The lines to return are those below that contain the word "serde".

AVAILABLE DATA START

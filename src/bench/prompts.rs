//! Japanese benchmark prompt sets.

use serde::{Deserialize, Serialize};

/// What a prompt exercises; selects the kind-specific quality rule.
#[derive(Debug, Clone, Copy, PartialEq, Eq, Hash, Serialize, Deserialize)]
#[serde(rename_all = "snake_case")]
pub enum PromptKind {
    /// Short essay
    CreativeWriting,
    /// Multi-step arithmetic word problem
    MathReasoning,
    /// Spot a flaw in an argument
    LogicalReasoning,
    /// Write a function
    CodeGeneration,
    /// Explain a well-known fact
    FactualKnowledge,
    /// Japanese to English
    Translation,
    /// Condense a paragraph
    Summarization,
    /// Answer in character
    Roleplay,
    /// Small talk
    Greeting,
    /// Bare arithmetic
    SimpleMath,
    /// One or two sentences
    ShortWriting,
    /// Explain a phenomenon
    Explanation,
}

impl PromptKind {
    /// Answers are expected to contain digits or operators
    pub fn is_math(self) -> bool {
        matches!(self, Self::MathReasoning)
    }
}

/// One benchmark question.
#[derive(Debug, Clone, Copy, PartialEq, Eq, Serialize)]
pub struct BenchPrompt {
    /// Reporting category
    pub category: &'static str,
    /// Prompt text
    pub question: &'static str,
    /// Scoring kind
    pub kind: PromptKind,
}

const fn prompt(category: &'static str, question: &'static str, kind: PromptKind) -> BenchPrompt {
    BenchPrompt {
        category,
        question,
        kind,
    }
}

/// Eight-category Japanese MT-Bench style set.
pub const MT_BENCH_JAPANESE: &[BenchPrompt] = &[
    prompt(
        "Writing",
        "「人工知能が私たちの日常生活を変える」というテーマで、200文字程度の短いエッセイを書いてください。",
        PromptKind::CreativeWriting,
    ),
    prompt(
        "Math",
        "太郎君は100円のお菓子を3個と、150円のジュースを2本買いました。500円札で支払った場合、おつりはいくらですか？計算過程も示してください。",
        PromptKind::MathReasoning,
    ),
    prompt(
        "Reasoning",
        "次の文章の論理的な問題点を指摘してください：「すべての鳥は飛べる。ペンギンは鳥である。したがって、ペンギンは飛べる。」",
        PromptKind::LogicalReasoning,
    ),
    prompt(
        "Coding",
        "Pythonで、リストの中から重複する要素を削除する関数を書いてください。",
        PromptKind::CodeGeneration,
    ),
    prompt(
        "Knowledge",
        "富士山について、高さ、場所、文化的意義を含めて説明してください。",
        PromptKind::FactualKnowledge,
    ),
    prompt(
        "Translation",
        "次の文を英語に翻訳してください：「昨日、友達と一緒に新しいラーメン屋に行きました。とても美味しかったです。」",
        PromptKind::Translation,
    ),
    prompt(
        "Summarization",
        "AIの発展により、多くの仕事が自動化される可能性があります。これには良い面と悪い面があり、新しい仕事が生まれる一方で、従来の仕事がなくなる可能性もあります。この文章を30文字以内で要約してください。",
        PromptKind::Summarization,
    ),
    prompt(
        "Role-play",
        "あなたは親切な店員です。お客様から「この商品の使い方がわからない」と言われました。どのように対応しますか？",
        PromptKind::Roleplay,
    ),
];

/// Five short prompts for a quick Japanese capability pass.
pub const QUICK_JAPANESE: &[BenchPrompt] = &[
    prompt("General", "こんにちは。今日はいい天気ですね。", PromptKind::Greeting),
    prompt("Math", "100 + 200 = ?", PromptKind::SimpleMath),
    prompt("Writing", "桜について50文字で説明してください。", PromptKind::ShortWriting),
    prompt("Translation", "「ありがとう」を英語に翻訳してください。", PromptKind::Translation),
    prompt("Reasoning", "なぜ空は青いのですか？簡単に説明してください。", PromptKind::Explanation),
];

AVAILABLE DATA END

## SOLUTION FOR THIS TASK
use serde::{Deserialize, Serialize};
#[serde(rename_all = "snake_case")]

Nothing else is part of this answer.